[EXERCISE MATERIAL Boundary: Start]

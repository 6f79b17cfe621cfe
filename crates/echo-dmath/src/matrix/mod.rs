// SPDX-License-Identifier: Apache-2.0
// © James Ross Ω FLYING•ROBOTS <https://github.com/flyingrobots>
//! Column-major square matrices.
//!
//! A matrix is an ordered tuple of column vectors `c0..cN`; `M * v` is
//! `c0·v.x + c1·v.y + …`, accumulated left to right. `from_rows` takes
//! arguments in reading order, which is how the closed-form constructors
//! (Euler, projection) are written.
//!
//! Nothing here checks for singular or degenerate input: `inverse` of a
//! singular matrix yields NaN/∞ entries rather than an error, and the
//! projection constructors assume nonzero extents.

mod mat2;
mod mat3;
mod mat4;
pub mod projection;

pub use mat2::Mat2;
pub use mat3::Mat3;
pub use mat4::Mat4;

// Column access, transposition, `M * v`, `M * M`, `M ± M`, scaling, and
// column indexing.
macro_rules! impl_matrix_core {
    ($name:ident, $col:ident, $len:literal; $($c:ident($r:ident): $idx:literal => $axis:ident),+) => {
        impl $name {
            /// All entries `+0`.
            pub const ZERO: Self = Self { $($c: $col::ZERO),+ };
            /// Multiplicative identity.
            pub const IDENTITY: Self = Self { $($c: $col::$axis),+ };
            /// All entries NaN.
            pub const NAN: Self = Self { $($c: $col::NAN),+ };

            /// Builds a matrix from its columns.
            #[inline]
            pub const fn from_cols($($c: $col),+) -> Self {
                Self { $($c),+ }
            }

            /// Builds a matrix from its rows (reading order).
            #[inline]
            pub fn from_rows($($r: $col),+) -> Self {
                Self { $($c: $r),+ }.transpose()
            }

            /// Column `index`; panics when out of range.
            #[inline]
            #[track_caller]
            pub fn col(&self, index: usize) -> $col {
                self[index]
            }

            /// Column `index`, or [`MathError::ComponentIndex`] when out of range.
            ///
            /// [`MathError::ComponentIndex`]: crate::MathError::ComponentIndex
            #[inline]
            pub const fn get_col(&self, index: usize) -> Result<$col, $crate::MathError> {
                match index {
                    $($idx => Ok(self.$c),)+
                    _ => Err($crate::MathError::ComponentIndex { index, len: $len }),
                }
            }

            /// Row `index`; panics when out of range.
            #[inline]
            #[track_caller]
            pub fn row(&self, index: usize) -> $col {
                $col::new($(self.$c[index]),+)
            }

            /// Swaps rows and columns.
            #[inline]
            #[must_use]
            pub fn transpose(&self) -> Self {
                Self { $($c: self.row($idx)),+ }
            }

            /// `self * v`.
            #[inline]
            pub fn mul_vec(&self, v: $col) -> $col {
                let lanes = v.to_array();
                let mut acc = self.c0 * lanes[0];
                for (col, lane) in [$(self.$c),+].into_iter().zip(lanes).skip(1) {
                    acc += col * lane;
                }
                acc
            }

            /// `self * rhs` (apply `rhs` first).
            #[inline]
            #[must_use]
            pub fn mul_mat(&self, rhs: &Self) -> Self {
                Self { $($c: self.mul_vec(rhs.$c)),+ }
            }

            /// Multiplies every entry by `s`.
            #[inline]
            #[must_use]
            pub fn mul_scalar(&self, s: $crate::DFloat) -> Self {
                Self { $($c: self.$c * s),+ }
            }

            /// `true` when every entry is finite.
            #[inline]
            pub fn is_finite(&self) -> bool {
                self.to_cols_array().into_iter().all($col::is_finite)
            }

            /// Columns in order.
            #[inline]
            pub const fn to_cols_array(&self) -> [$col; $len] {
                [$(self.$c),+]
            }
        }

        impl Default for $name {
            #[inline]
            fn default() -> Self {
                Self::IDENTITY
            }
        }

        impl core::ops::Mul for $name {
            type Output = Self;
            #[inline]
            fn mul(self, rhs: Self) -> Self {
                self.mul_mat(&rhs)
            }
        }

        impl core::ops::Mul<$col> for $name {
            type Output = $col;
            #[inline]
            fn mul(self, rhs: $col) -> $col {
                self.mul_vec(rhs)
            }
        }

        impl core::ops::Mul<$crate::DFloat> for $name {
            type Output = Self;
            #[inline]
            fn mul(self, rhs: $crate::DFloat) -> Self {
                self.mul_scalar(rhs)
            }
        }

        impl core::ops::Add for $name {
            type Output = Self;
            #[inline]
            fn add(self, rhs: Self) -> Self {
                Self { $($c: self.$c + rhs.$c),+ }
            }
        }

        impl core::ops::Sub for $name {
            type Output = Self;
            #[inline]
            fn sub(self, rhs: Self) -> Self {
                Self { $($c: self.$c - rhs.$c),+ }
            }
        }

        impl core::ops::Neg for $name {
            type Output = Self;
            #[inline]
            fn neg(self) -> Self {
                Self { $($c: -self.$c),+ }
            }
        }

        impl core::ops::Index<usize> for $name {
            type Output = $col;
            #[inline]
            fn index(&self, index: usize) -> &$col {
                match index {
                    $($idx => &self.$c,)+
                    _ => $crate::error::component_out_of_range(index, $len),
                }
            }
        }

        impl core::ops::IndexMut<usize> for $name {
            #[inline]
            fn index_mut(&mut self, index: usize) -> &mut $col {
                match index {
                    $($idx => &mut self.$c,)+
                    _ => $crate::error::component_out_of_range(index, $len),
                }
            }
        }
    };
}

pub(crate) use impl_matrix_core;
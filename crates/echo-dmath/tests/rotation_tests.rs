// SPDX-License-Identifier: Apache-2.0
// © James Ross Ω FLYING•ROBOTS <https://github.com/flyingrobots>

#![allow(missing_docs)]
use echo_dmath::{DFloat, Mat3, Mat4, MathError, Quat, RotationOrder, Vec3};

const ABS_TOL: f32 = 1e-6;
const REL_TOL: f32 = 1e-6;

fn d(v: f32) -> DFloat {
    DFloat::from_f32(v)
}

fn v3(x: f32, y: f32, z: f32) -> Vec3 {
    Vec3::new(d(x), d(y), d(z))
}

fn approx_eq3(a: Vec3, b: Vec3) {
    let a = a.to_array().map(DFloat::to_f32);
    let b = b.to_array().map(DFloat::to_f32);
    for i in 0..3 {
        let diff = (a[i] - b[i]).abs();
        let scale = a[i].abs().max(b[i].abs());
        let tol = ABS_TOL.max(REL_TOL * scale);
        assert!(
            diff <= tol,
            "index {i}: {a:?} vs {b:?}, diff={diff}, tol={tol} (scale={scale})"
        );
    }
}

fn approx_eq_mat3(a: &Mat3, b: &Mat3) {
    approx_eq3(a.c0, b.c0);
    approx_eq3(a.c1, b.c1);
    approx_eq3(a.c2, b.c2);
}

fn approx_eq_quat(a: Quat, b: Quat) {
    // q and -q are the same rotation.
    let b = if a.dot(b).lt(DFloat::ZERO) {
        Quat::from_vec4(-b.to_vec4())
    } else {
        b
    };
    approx_eq3(a.xyz(), b.xyz());
    approx_eq3(Vec3::splat(a.w), Vec3::splat(b.w));
}

fn assert_orthonormal(m: &Mat3) {
    approx_eq_mat3(&(*m * m.transpose()), &Mat3::IDENTITY);
    let det = m.determinant().to_f32();
    assert!((det - 1.0).abs() <= 1e-5, "det = {det}");
}

fn sample_angles() -> Vec<Vec3> {
    vec![
        v3(0.3, -1.1, 2.0),
        v3(-2.9, 0.7, -0.4),
        v3(1.5, 1.5, 1.5),
        v3(0.0, core::f32::consts::FRAC_PI_2, 0.25),
        v3(-0.01, 3.0, -3.1),
    ]
}

fn sample_quats() -> Vec<Quat> {
    sample_angles()
        .into_iter()
        .map(Quat::from_euler_default)
        .chain([
            Quat::IDENTITY,
            Quat::from_rotation_x(DFloat::PI),
            Quat::from_xyzw(d(0.1), d(-0.7), d(0.7), d(0.05)).normalize(),
        ])
        .collect()
}

#[test]
fn rot_z_maps_x_to_y() {
    let y = Mat3::from_rotation_z(DFloat::FRAC_PI_2) * Vec3::X;
    approx_eq3(y, Vec3::Y);
}

#[test]
fn rot_y_maps_z_to_x() {
    let x = Mat3::from_rotation_y(DFloat::FRAC_PI_2) * Vec3::Z;
    approx_eq3(x, Vec3::X);
}

#[test]
fn rot_x_maps_y_to_z() {
    let z = Mat4::from_rotation_x(DFloat::FRAC_PI_2).transform_direction(Vec3::Y);
    approx_eq3(z, Vec3::Z);
}

#[test]
fn axis_angle_matches_axis_specific_rotation() {
    let angle = d(0.8);
    approx_eq_mat3(&Mat3::from_axis_angle(Vec3::Y, angle), &Mat3::from_rotation_y(angle));
    approx_eq_mat3(
        &Quat::from_axis_angle(Vec3::Z, angle).to_mat3(),
        &Mat3::from_rotation_z(angle),
    );
    let axis = v3(1.0, 2.0, -2.0).normalize();
    approx_eq_mat3(
        &Mat3::from_axis_angle(axis, angle),
        &Quat::from_axis_angle(axis, angle).to_mat3(),
    );
}

fn composed(order: RotationOrder, a: Vec3) -> Mat3 {
    let (rx, ry, rz) = (
        Mat3::from_rotation_x(a.x),
        Mat3::from_rotation_y(a.y),
        Mat3::from_rotation_z(a.z),
    );
    match order {
        RotationOrder::XYZ => rz * ry * rx,
        RotationOrder::XZY => ry * rz * rx,
        RotationOrder::YXZ => rz * rx * ry,
        RotationOrder::YZX => rx * rz * ry,
        RotationOrder::ZXY => ry * rx * rz,
        RotationOrder::ZYX => rx * ry * rz,
    }
}

#[test]
fn euler_closed_forms_match_composed_products() {
    for angles in sample_angles() {
        for order in RotationOrder::ALL {
            approx_eq_mat3(&Mat3::from_euler(order, angles), &composed(order, angles));
        }
    }
}

#[test]
fn default_order_is_zxy() {
    let angles = v3(0.4, -0.9, 1.7);
    assert_eq!(Mat3::from_euler_default(angles), Mat3::from_euler_zxy(angles));
    let expected = Mat3::from_rotation_y(angles.y)
        * Mat3::from_rotation_x(angles.x)
        * Mat3::from_rotation_z(angles.z);
    approx_eq_mat3(&Mat3::from_euler_default(angles), &expected);
}

#[test]
fn quaternion_euler_matches_matrix_euler() {
    for angles in sample_angles() {
        for order in RotationOrder::ALL {
            let q = Quat::from_euler(order, angles);
            approx_eq_mat3(&q.to_mat3(), &Mat3::from_euler(order, angles));
        }
    }
}

#[test]
fn mat4_euler_embeds_mat3_euler() {
    let angles = v3(0.1, 0.2, 0.3);
    let m = Mat4::from_euler(RotationOrder::YZX, angles);
    assert_eq!(Mat3::from_mat4(&m), Mat3::from_euler_yzx(angles));
    assert_eq!(m.c3, echo_dmath::Vec4::W);
}

#[test]
fn rotation_order_rejects_unknown_discriminants() {
    assert_eq!(RotationOrder::try_from(4), Ok(RotationOrder::ZXY));
    assert_eq!(RotationOrder::try_from(255), Err(MathError::UnknownRotationOrder(255)));
    assert_eq!(u8::from(RotationOrder::ZYX), 5);
}

#[test]
fn quat_to_mat3_is_orthonormal() {
    for q in sample_quats() {
        assert_orthonormal(&q.to_mat3());
    }
}

#[test]
fn mat3_to_quat_round_trips() {
    for q in sample_quats() {
        approx_eq_quat(Quat::from_mat3(&q.to_mat3()), q);
    }
    assert_eq!(Quat::from_mat3(&Mat3::IDENTITY), Quat::IDENTITY);
}

#[test]
fn hamilton_product_composes_rotations() {
    let qs = sample_quats();
    for a in &qs {
        for b in &qs {
            approx_eq_mat3(&(*a * *b).to_mat3(), &(a.to_mat3() * b.to_mat3()));
        }
    }
}

#[test]
fn mul_vec3_matches_matrix() {
    let v = v3(0.5, -2.0, 3.0);
    for q in sample_quats() {
        approx_eq3(q * v, q.to_mat3() * v);
    }
}

#[test]
fn inverse_and_conjugate() {
    for q in sample_quats() {
        approx_eq_quat(q * q.inverse(), Quat::IDENTITY);
        approx_eq_quat(q.conjugate(), q.inverse());
    }
    let q = Quat::from_xyzw(d(1.0), d(-2.0), d(3.0), d(4.0));
    assert_eq!(q.conjugate(), Quat::from_xyzw(d(-1.0), d(2.0), d(-3.0), d(4.0)));
}

#[test]
fn normalize_or_identity_handles_degenerate_input() {
    assert_eq!(Quat::from_vec4(echo_dmath::Vec4::ZERO).normalize_or_identity(), Quat::IDENTITY);
    assert_eq!(Quat::from_vec4(echo_dmath::Vec4::NAN).normalize_or_identity(), Quat::IDENTITY);
    let q = Quat::from_xyzw(d(0.0), d(0.0), d(2.0), d(0.0)).normalize_or_identity();
    assert_eq!(q, Quat::from_xyzw(d(0.0), d(0.0), d(1.0), d(0.0)));
}

#[test]
fn nlerp_takes_the_short_arc() {
    let a = Quat::IDENTITY;
    let b = Quat::from_vec4(-Quat::from_rotation_z(d(0.5)).to_vec4());
    let mid = a.nlerp(b, DFloat::HALF);
    approx_eq_quat(mid, Quat::from_rotation_z(d(0.25)));
    assert!(mid.w.gt(DFloat::ZERO));
}

#[test]
fn look_rotation_points_the_third_column_forward() {
    let forward = v3(1.0, 0.0, 1.0).normalize();
    let m = Mat3::look_rotation(forward, Vec3::Y);
    assert_orthonormal(&m);
    approx_eq3(m.c2, forward);
    assert!(m.c1.dot(Vec3::Y).gt(DFloat::ZERO));
    assert_eq!(Mat3::look_rotation(Vec3::Z, Vec3::Y), Mat3::IDENTITY);
    approx_eq_quat(Quat::look_rotation(forward, Vec3::Y), Quat::from_mat3(&m));
}

#[test]
fn look_rotation_safe_normalizes_its_inputs() {
    let m = Mat3::look_rotation_safe(v3(0.0, 0.0, 5.0), v3(0.0, 3.0, 0.0));
    approx_eq_mat3(&m, &Mat3::IDENTITY);

    let m = Mat3::look_rotation_safe(v3(2.0, 1.0, -3.0), v3(0.1, 4.0, 0.2));
    assert_orthonormal(&m);
    approx_eq3(m.c2, v3(2.0, 1.0, -3.0).normalize());
}

#[test]
fn look_rotation_safe_degenerate_input_is_identity() {
    let cases = [
        (Vec3::ZERO, Vec3::Y),
        (Vec3::Z, Vec3::ZERO),
        (Vec3::Y, Vec3::Y),
        (Vec3::Y, -Vec3::Y),
        (v3(0.0, 2.0, 0.0), v3(0.0, 7.0, 0.0)),
        (Vec3::NAN, Vec3::Y),
        (Vec3::splat(DFloat::INFINITY), Vec3::Y),
        (v3(1.0e-20, 0.0, 0.0), Vec3::Y),
    ];
    for (forward, up) in cases {
        let m = Mat3::look_rotation_safe(forward, up);
        assert_eq!(m, Mat3::IDENTITY, "forward={forward:?} up={up:?}");
        assert_eq!(Quat::look_rotation_safe(forward, up), Quat::IDENTITY);
    }
}

#[test]
fn orthonormalize_is_idempotent() {
    let skewed = Mat3::from_cols(v3(2.0, 0.1, 0.0), v3(0.3, 1.5, 0.2), v3(9.0, 9.0, 9.0));
    let once = skewed.orthonormalize();
    assert_orthonormal(&once);
    approx_eq3(once.c0, v3(2.0, 0.1, 0.0).normalize());
    approx_eq_mat3(&once.orthonormalize(), &once);
}

#[test]
fn orthonormalize_ignores_the_third_column() {
    let a = Mat3::from_cols(Vec3::X, Vec3::Y, Vec3::NAN);
    assert_eq!(a.orthonormalize(), Mat3::IDENTITY);
    let b = Mat3::from_cols(Vec3::Y, Vec3::X, Vec3::Z);
    assert_eq!(b.orthonormalize().c2, -Vec3::Z);
}

#[test]
fn orthonormalize_degenerate_input_is_identity() {
    let cases = [
        Mat3::ZERO,
        Mat3::from_cols(Vec3::X, Vec3::X, Vec3::Z),
        Mat3::from_cols(Vec3::ZERO, Vec3::Y, Vec3::Z),
        Mat3::NAN,
    ];
    for m in cases {
        assert_eq!(m.orthonormalize(), Mat3::IDENTITY, "{m:?}");
    }
}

[EXERCISE MATERIAL Boundary: End]

■ **YOUR GOAL**: All lines above that hold the string "every" should be copied.

■ **RESPONSE**:
            /// Multiplies every entry by `s`.
            /// `true` when every entry is finite.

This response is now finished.